Realistic doesn’t mean it has to be a small goal. It can be a high goal and still be realistic if it’s something you’re able and willing to work for. Setting goals and planning how to achieve them can make nearly any seemingly insurmountable obstacle obsolete.
Timely means you have a certain date by which you would like to reach your goal. This doesn’t have to be 100% concrete, but giving yourself a sort of deadline will help motivate you to get moving on the smaller steps today.
Seems simple enough, no?
When I started out with illustration, I knew I eventually wanted to illustrate cards for Magic: the Gathering. It’s a pretty common target for fantasy artists to be aiming for, and it’s my biggest goal to date. I figured to get to that point, I would have to improve my work to the point of being comfortable submitting a portfolio, and to also work for other card game companies in order to gain experience working with art directors in general.
So, I started a little smaller, but still exciting. I would work for Fantasy Flight Games, or something similar. I looked at their art and felt I could achieve that level.
Specific – Get hired to illustrate cards for Fantasy Flight Games.
Measurable – I will have been commissioned by FFG to illustrate cards.
Attainable – I am a freelance fantasy illustrator and FFG hires freelance fantasy illustrators. I know I am capable of illustrating characters very similar to their style without compromising my own work and style. *This one is very important as I’ll discuss in a future blog post.

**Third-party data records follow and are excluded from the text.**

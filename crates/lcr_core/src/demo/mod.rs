use rusqlite::Connection;

use crate::error::AppError;
use crate::ingest::licenses_csv::{import_licenses_csv, LicenseCsvMapping, LicenseImportSummary};
use crate::ingest::usage_csv::{import_usage_csv, UsageCsvMapping, UsageImportSummary};

const DEMO_NOW: &str = "2026-01-30T00:00:00Z";

fn demo_licenses_csv() -> String {
    // Sanitized, deterministic dataset covering every rule at least once.
    // Expiry timestamps stay RFC3339 so canonical values survive ingest.
    let mut out = String::new();
    out.push_str("Id,Name,Vendor,Category,Purchased,Assigned,Expires\n");
    out.push_str("LIC-001,CAD Suite,Draftworks,Engineering,10,10,2027-01-01T00:00:00Z\n");
    out.push_str("LIC-002,Render Farm,Pixelsmith,Media,100,15,2027-01-01T00:00:00Z\n");
    out.push_str("LIC-003,Ledger Pro,Countable,Finance,50,30,2027-01-01T00:00:00Z\n");
    out.push_str("LIC-004,Old Archiver,Shelfware,Operations,5,5,2026-01-28T00:00:00Z\n");
    out.push_str("LIC-005,Sketch Beta,Draftworks,Engineering,,,\n");
    out.push_str("LIC-006,Helpdesk Hub,Ticketeer,Support,20,18,2027-01-01T00:00:00Z\n");
    out
}

fn demo_usage_csv() -> String {
    let mut out = String::new();
    out.push_str("License,Date,Seats\n");

    // LIC-001 runs hot: peaks over its 10 purchased seats mid-month.
    for day in 5..=20 {
        let seats = if day == 15 { 15 } else { 8 };
        out.push_str(&format!("LIC-001,2026-01-{day:02},{seats}\n"));
    }
    // LIC-003 sits comfortably inside its purchase.
    for day in 5..=20 {
        out.push_str(&format!("LIC-003,2026-01-{day:02},28\n"));
    }
    // LIC-005 has usage but no purchased seat count on record.
    out.push_str("LIC-005,2026-01-12,4\n");
    out.push_str("LIC-005,2026-01-19,6\n");
    // LIC-006 is healthy.
    for day in 5..=20 {
        out.push_str(&format!("LIC-006,2026-01-{day:02},16\n"));
    }
    out
}

/// Seed the deterministic demo dataset through the real ingest path.
pub fn seed_demo_dataset(
    conn: &mut Connection,
) -> Result<(LicenseImportSummary, UsageImportSummary), AppError> {
    let license_mapping = LicenseCsvMapping {
        external_id: Some("Id".to_string()),
        name: "Name".to_string(),
        vendor: Some("Vendor".to_string()),
        category: Some("Category".to_string()),
        seats_purchased: Some("Purchased".to_string()),
        seats_assigned: Some("Assigned".to_string()),
        expires_at: Some("Expires".to_string()),
    };
    let licenses = import_licenses_csv(conn, &demo_licenses_csv(), &license_mapping, DEMO_NOW)?;

    let usage_mapping = UsageCsvMapping {
        license_external_id: "License".to_string(),
        obs_date: "Date".to_string(),
        seats_used: "Seats".to_string(),
    };
    let usage = import_usage_csv(conn, &demo_usage_csv(), &usage_mapping, DEMO_NOW)?;

    Ok((licenses, usage))
}

#[cfg(test)]
mod tests {
    use super::*;
    use crate::db;
    use crate::domain::{RuleFamily, RuleKey};
    use crate::engine::{evaluate, EvaluationContext};
    use crate::repo;
    use pretty_assertions::assert_eq;
    use time::macros::datetime;

    #[test]
    fn demo_dataset_exercises_every_rule() {
        let mut conn = db::open_in_memory().expect("open");
        db::migrate(&mut conn).expect("migrate");

        let (licenses, usage) = seed_demo_dataset(&mut conn).expect("seed");
        assert_eq!(licenses.inserted, 6);
        assert_eq!(licenses.skipped, 0);
        assert_eq!(usage.skipped, 0);

        let ctx = EvaluationContext::new(datetime!(2026-01-30 12:00 UTC));
        evaluate(&mut conn, RuleFamily::Compliance, None, None, &ctx).unwrap();
        evaluate(&mut conn, RuleFamily::Optimization, None, None, &ctx).unwrap();

        let mut seen: Vec<RuleKey> = repo::list_findings(&conn)
            .unwrap()
            .iter()
            .map(|f| f.rule_key)
            .collect();
        seen.sort();
        seen.dedup();
        assert_eq!(
            seen,
            vec![
                RuleKey::Overuse,
                RuleKey::Expired,
                RuleKey::MissingSeats,
                RuleKey::UnderutilizedSeats,
                RuleKey::UnassignedSeats,
            ]
        );
    }

    #[test]
    fn seeding_twice_does_not_duplicate_licenses() {
        let mut conn = db::open_in_memory().expect("open");
        db::migrate(&mut conn).expect("migrate");

        seed_demo_dataset(&mut conn).expect("first seed");
        let (licenses, _) = seed_demo_dataset(&mut conn).expect("second seed");
        assert_eq!(licenses.inserted, 0);
        assert_eq!(licenses.updated, 6);
        assert_eq!(repo::count_licenses(&conn).unwrap(), 6);
    }
}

Realistic – I am willing and able to study to improve my skill set in order to reach the level of skill expected for FFG cards. There is nothing stopping me from reaching this goal eventually, even if it takes longer than expected. It is within my overall career plan and will not conflict with other areas of my life to a detrimental degree.
Timely – I will be hired for my first set of cards by summer 2014.

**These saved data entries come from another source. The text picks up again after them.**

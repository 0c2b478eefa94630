// Copyright 2025-Present Datadog, Inc. https://www.datadoghq.com/
// SPDX-License-Identifier: Apache-2.0

//! Core data types shared by the ingestion, query, and statistics paths.

use std::collections::HashMap;
use std::fmt;

use chrono::{DateTime, Utc};
use serde::de::{self, Visitor};
use serde::{Deserialize, Deserializer, Serialize, Serializer};

/// Severity of a log record, ordered `Debug < Info < Warn < Error < Fatal`.
///
/// Conforming producers send one of the five canonical levels, either as its
/// name or as the numeric code 0-4. Non-conforming producers may send any
/// string; those are preserved verbatim in the `Other` variant rather than
/// rejected, and resolve to their own canonical name at aggregation time.
#[derive(Debug, Clone, PartialEq, Eq, PartialOrd, Ord, Hash)]
pub enum LogLevel {
    Debug,
    Info,
    Warn,
    Error,
    Fatal,
    /// Free-form level from a non-conforming producer.
    Other(String),
}

impl LogLevel {
    /// Numeric wire code for canonical levels. `Other` has no code.
    pub fn code(&self) -> Option<i64> {
        match self {
            LogLevel::Debug => Some(0),
            LogLevel::Info => Some(1),
            LogLevel::Warn => Some(2),
            LogLevel::Error => Some(3),
            LogLevel::Fatal => Some(4),
            LogLevel::Other(_) => None,
        }
    }

    pub fn from_code(code: i64) -> Option<LogLevel> {
        match code {
            0 => Some(LogLevel::Debug),
            1 => Some(LogLevel::Info),
            2 => Some(LogLevel::Warn),
            3 => Some(LogLevel::Error),
            4 => Some(LogLevel::Fatal),
            _ => None,
        }
    }

    /// Canonical upper-case name. `Other` levels are their own name.
    pub fn canonical_name(&self) -> &str {
        match self {
            LogLevel::Debug => "DEBUG",
            LogLevel::Info => "INFO",
            LogLevel::Warn => "WARN",
            LogLevel::Error => "ERROR",
            LogLevel::Fatal => "FATAL",
            LogLevel::Other(name) => name,
        }
    }

    /// Parses a level name, case-insensitively for the canonical five.
    /// Anything else is kept verbatim as `Other`.
    pub fn parse(name: &str) -> LogLevel {
        match name.to_uppercase().as_str() {
            "DEBUG" => LogLevel::Debug,
            "INFO" => LogLevel::Info,
            "WARN" => LogLevel::Warn,
            "ERROR" => LogLevel::Error,
            "FATAL" => LogLevel::Fatal,
            _ => LogLevel::Other(name.to_string()),
        }
    }
}

impl Default for LogLevel {
    // Matches the wire default: an absent level is the zero code.
    fn default() -> Self {
        LogLevel::Debug
    }
}

impl fmt::Display for LogLevel {
    fn fmt(&self, f: &mut fmt::Formatter<'_>) -> fmt::Result {
        f.write_str(self.canonical_name())
    }
}

impl Serialize for LogLevel {
    fn serialize<S: Serializer>(&self, serializer: S) -> Result<S::Ok, S::Error> {
        serializer.serialize_str(self.canonical_name())
    }
}

impl<'de> Deserialize<'de> for LogLevel {
    fn deserialize<D: Deserializer<'de>>(deserializer: D) -> Result<Self, D::Error> {
        struct LevelVisitor;

        impl<'de> Visitor<'de> for LevelVisitor {
            type Value = LogLevel;

            fn expecting(&self, formatter: &mut fmt::Formatter) -> fmt::Result {
                formatter.write_str("a level name or a numeric level code")
            }

            fn visit_str<E: de::Error>(self, value: &str) -> Result<LogLevel, E> {
                Ok(LogLevel::parse(value))
            }

            fn visit_i64<E: de::Error>(self, value: i64) -> Result<LogLevel, E> {
                Ok(LogLevel::from_code(value)
                    .unwrap_or_else(|| LogLevel::Other(value.to_string())))
            }

            fn visit_u64<E: de::Error>(self, value: u64) -> Result<LogLevel, E> {
                match i64::try_from(value) {
                    Ok(code) => self.visit_i64(code),
                    Err(_) => Ok(LogLevel::Other(value.to_string())),
                }
            }
        }

        deserializer.deserialize_any(LevelVisitor)
    }
}

/// One structured log record.
///
/// `id` and `ingested_at` are assigned by the store at insert time and are
/// `None` on every record travelling through the ingestion pipeline. The
/// producer-supplied `timestamp` is taken as-is; backdated records are
/// allowed, so `ingested_at >= timestamp` is not an invariant.
#[derive(Debug, Clone, PartialEq, Serialize, Deserialize)]
pub struct LogRecord {
    #[serde(default, skip_serializing_if = "Option::is_none")]
    pub id: Option<String>,
    pub service_name: String,
    pub level: LogLevel,
    pub message: String,
    pub timestamp: DateTime<Utc>,
    #[serde(default, skip_serializing_if = "HashMap::is_empty")]
    pub metadata: HashMap<String, String>,
    #[serde(default, skip_serializing_if = "Option::is_none")]
    pub trace_id: Option<String>,
    #[serde(default, skip_serializing_if = "Option::is_none")]
    pub span_id: Option<String>,
    #[serde(default, skip_serializing_if = "Option::is_none")]
    pub ingested_at: Option<DateTime<Utc>>,
}

/// Incoming wire representation of a single log entry.
///
/// The timestamp travels as an RFC 3339 string and is parsed by the
/// ingestion service; an unparseable value falls back to the current time
/// instead of failing the write.
#[derive(Debug, Clone, Default, Deserialize)]
pub struct LogEntryPayload {
    #[serde(default)]
    pub service_name: String,
    #[serde(default)]
    pub level: LogLevel,
    #[serde(default)]
    pub message: String,
    #[serde(default)]
    pub timestamp: String,
    #[serde(default)]
    pub metadata: HashMap<String, String>,
    #[serde(default)]
    pub trace_id: String,
    #[serde(default)]
    pub span_id: String,
}

/// Filter for log queries. All present fields are ANDed together; the time
/// range is inclusive on whichever bounds are present.
#[derive(Debug, Clone, Default, Deserialize)]
pub struct QueryFilter {
    #[serde(default)]
    pub service_name: Option<String>,
    #[serde(default)]
    pub level: Option<LogLevel>,
    #[serde(default)]
    pub trace_id: Option<String>,
    #[serde(default)]
    pub metadata: HashMap<String, String>,
    #[serde(default)]
    pub start_time: Option<DateTime<Utc>>,
    #[serde(default)]
    pub end_time: Option<DateTime<Utc>>,
    /// Requested page size. Clamped to the system maximum; 0 requests the
    /// maximum page.
    #[serde(default)]
    pub limit: u32,
    #[serde(default)]
    pub offset: u32,
}
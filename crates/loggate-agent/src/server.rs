// Copyright 2025-Present Datadog, Inc. https://www.datadoghq.com/
// SPDX-License-Identifier: Apache-2.0

//! HTTP surface of the log agent.
//!
//! Carries the semantic contract of the remote-call interface over
//! HTTP/1.1 + JSON:
//!
//! - `POST /api/v1/logs`: write one entry (body: the entry object)
//! - `POST /api/v1/logs/batch`: write many (`{"log_entries": [...]}`)
//! - `POST /api/v1/logs/query`: filtered, paginated retrieval
//! - `GET  /api/v1/logs/{id}`: single-record lookup
//! - `GET  /api/v1/stats`: cached corpus statistics
//! - `GET  /info`: endpoint listing and configuration echo
//!
//! Write responses report acceptance into the ingestion queue, not
//! durable persistence; see [`crate::service`].

use std::io;
use std::net::SocketAddr;
use std::sync::Arc;

use http_body_util::BodyExt;
use hyper::service::service_fn;
use hyper::{http, Method, Request, Response, StatusCode};
use serde::{Deserialize, Serialize};
use serde_json::json;
use tokio::net::TcpListener;
use tokio_util::sync::CancellationToken;
use tracing::{debug, error};

use crate::config::Config;
use crate::error::{IngestError, QueryError, StatsError};
use crate::http_utils::{
    json_response, log_and_create_http_response, verify_request_content_length, Body,
};
use crate::model::{LogEntryPayload, LogRecord, QueryFilter};
use crate::query::QueryEngine;
use crate::service::IngestionService;
use crate::stats::StatsAggregator;

const WRITE_ENDPOINT_PATH: &str = "/api/v1/logs";
const BATCH_WRITE_ENDPOINT_PATH: &str = "/api/v1/logs/batch";
const QUERY_ENDPOINT_PATH: &str = "/api/v1/logs/query";
const RECORD_ENDPOINT_PREFIX: &str = "/api/v1/logs/";
const STATS_ENDPOINT_PATH: &str = "/api/v1/stats";
const INFO_ENDPOINT_PATH: &str = "/info";

#[derive(Debug, Deserialize)]
struct BatchWriteRequest {
    #[serde(default)]
    log_entries: Vec<LogEntryPayload>,
}

#[derive(Debug, Serialize)]
struct WriteLogResponse {
    success: bool,
    #[serde(skip_serializing_if = "Option::is_none")]
    log_id: Option<String>,
    #[serde(skip_serializing_if = "Option::is_none")]
    error_message: Option<String>,
}

#[derive(Debug, Serialize)]
struct BatchWriteLogResponse {
    success: bool,
    log_ids: Vec<String>,
    failed_count: u64,
    #[serde(skip_serializing_if = "Option::is_none")]
    error_message: Option<String>,
}

#[derive(Debug, Serialize)]
struct QueryLogResponse {
    success: bool,
    logs: Vec<LogRecord>,
    total_count: u64,
    #[serde(skip_serializing_if = "Option::is_none")]
    error_message: Option<String>,
}

pub struct LogAgent {
    pub config: Arc<Config>,
    pub ingestion: Arc<IngestionService>,
    pub query: Arc<QueryEngine>,
    pub stats: Arc<StatsAggregator>,
}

I set about creating tasks for myself that would help me to get hired by Fantasy Flight Games. I realized that one of the best ways to get noticed in the industry is to have a table or booth at a convention, and that the best convention for myself would be Spectrum Fantastic Art Live. In January 2014, I did not feel I had enough original work to constitute having a booth at Spectrum, but believed I would be able to crank out enough work to show at an Artist Alley Table. I registered and confirmed my booth immediately. Once that was done, I decided I needed at least 5 new illustrations that accurately portrayed my skill set and demonstrated my ability to produce interesting and believable characters. I began sketching out ideas and scouring the internet for references and source material to help inspire me. In the meantime, I also researched how to make my Artist Alley table stand out in the crowd and how to make it look presentable and professional.

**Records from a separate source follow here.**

// Copyright 2025-Present Datadog, Inc. https://www.datadoghq.com/
// SPDX-License-Identifier: Apache-2.0

//! Request-facing ingestion: validation, normalization, and delegation to
//! the ingestion queue.
//!
//! "Accepted" on this path means *durably queued for persistence*, not
//! persisted: the pipeline is fire-and-forget beyond the queue boundary,
//! and the returned identifiers are provisional (the durable identity is
//! assigned later by the store).

use std::sync::atomic::{AtomicU64, Ordering};
use std::sync::Arc;

use chrono::{DateTime, Utc};

use crate::error::IngestError;
use crate::model::{LogEntryPayload, LogRecord};
use crate::queue::IngestionQueue;

/// Outcome of a batch write. Entries fail independently; there is no
/// transactional all-or-nothing semantics and no rollback.
#[derive(Debug, Clone, PartialEq, Eq)]
pub struct BatchWriteOutcome {
    /// Provisional identifiers for the entries that were accepted.
    pub accepted_ids: Vec<String>,
    /// Number of entries that failed conversion or were rejected by the
    /// queue.
    pub failed_count: u64,
}

impl BatchWriteOutcome {
    pub fn success(&self) -> bool {
        self.failed_count == 0
    }
}

pub struct IngestionService {
    queue: Arc<IngestionQueue>,
    sequence: AtomicU64,
}

impl IngestionService {
    pub fn new(queue: Arc<IngestionQueue>) -> Self {
        Self {
            queue,
            sequence: AtomicU64::new(0),
        }
    }

    /// Validates and enqueues a single entry.
    ///
    /// Returns the provisional identifier on acceptance. A missing service
    /// name or message fails validation; an unparseable timestamp does not
    /// (the current time is substituted instead).
    pub fn write_one(&self, payload: &LogEntryPayload) -> Result<String, IngestError> {
        let record = self.convert(payload)?;
        if !self.queue.enqueue(record) {
            return Err(IngestError::QueueFull);
        }
        Ok(self.provisional_id())
    }

    /// Converts and enqueues each entry independently. Failures are
    /// counted but do not abort the batch.
    pub fn write_batch(
        &self,
        payloads: &[LogEntryPayload],
    ) -> Result<BatchWriteOutcome, IngestError> {
        if payloads.is_empty() {
            return Err(IngestError::Validation(
                "at least one log entry is required".to_string(),
            ));
        }

        let mut accepted_ids = Vec::with_capacity(payloads.len());
        let mut failed_count = 0u64;
        for payload in payloads {
            match self.write_one(payload) {
                Ok(id) => accepted_ids.push(id),
                Err(_) => failed_count += 1,
            }
        }

        Ok(BatchWriteOutcome {
            accepted_ids,
            failed_count,
        })
    }

    fn convert(&self, payload: &LogEntryPayload) -> Result<LogRecord, IngestError> {
        if payload.service_name.trim().is_empty() {
            return Err(IngestError::Validation(
                "service_name is required".to_string(),
            ));
        }
        if payload.message.is_empty() {
            return Err(IngestError::Validation("message is required".to_string()));
        }

        Ok(LogRecord {
            id: None,
            service_name: payload.service_name.clone(),
            level: payload.level.clone(),
            message: payload.message.clone(),
            timestamp: parse_timestamp(&payload.timestamp),
            metadata: payload.metadata.clone(),
            trace_id: non_empty(&payload.trace_id),
            span_id: non_empty(&payload.span_id),
            ingested_at: None,
        })
    }

    fn provisional_id(&self) -> String {
        let nanos = Utc::now().timestamp_nanos_opt().unwrap_or_default();
        let seq = self.sequence.fetch_add(1, Ordering::Relaxed);
        format!("queued-{nanos}-{seq}")
    }
}

/// Parses an RFC 3339 timestamp, substituting the current time when the
/// value is absent or unparseable rather than rejecting the record.
fn parse_timestamp(value: &str) -> DateTime<Utc> {
    DateTime::parse_from_rfc3339(value)
        .map(|ts| ts.with_timezone(&Utc))
        .unwrap_or_else(|_| Utc::now())
}

fn non_empty(value: &str) -> Option<String> {
    if value.is_empty() {
        None
    } else {
        Some(value.to_string())
    }
}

I also started reading up on how to talk to art directors and learned which art directors worked for which companies. I had missed the deadline for signing up for portfolio reviews, but I was confident that having a presence at Spectrum would yield positive results. I knew Zoë Robinson, art director for FFG, would be in attendance and worked out what I would say to her if I had the opportunity to meet her.
Once at Spectrum, I kept a professional yet approachable demeanor and chatted with hundreds of people from passersby to other artists. I spoke to a few artists I admired to try to ease the nervousness I felt at the thought of approaching a potential big name client.
By the time the very fortunate moment arrived, I was ready and willing to open myself up to the opportunity. Zoë happened by my table and I introduced myself. I offered her a postcard that I felt showed off my skills and had all of my contact information. She gave me some pointers and guidance on how to improve my work and encouraged me to keep studying. I felt good about the encounter and decided I would implement her suggestions in a few new pieces to send to her within the month (another SMART goal was set!).
I didn’t get the chance to meet that new SMART goal, though. She contacted me within a week of Spectrum! I was hired to illustrate 2 cards.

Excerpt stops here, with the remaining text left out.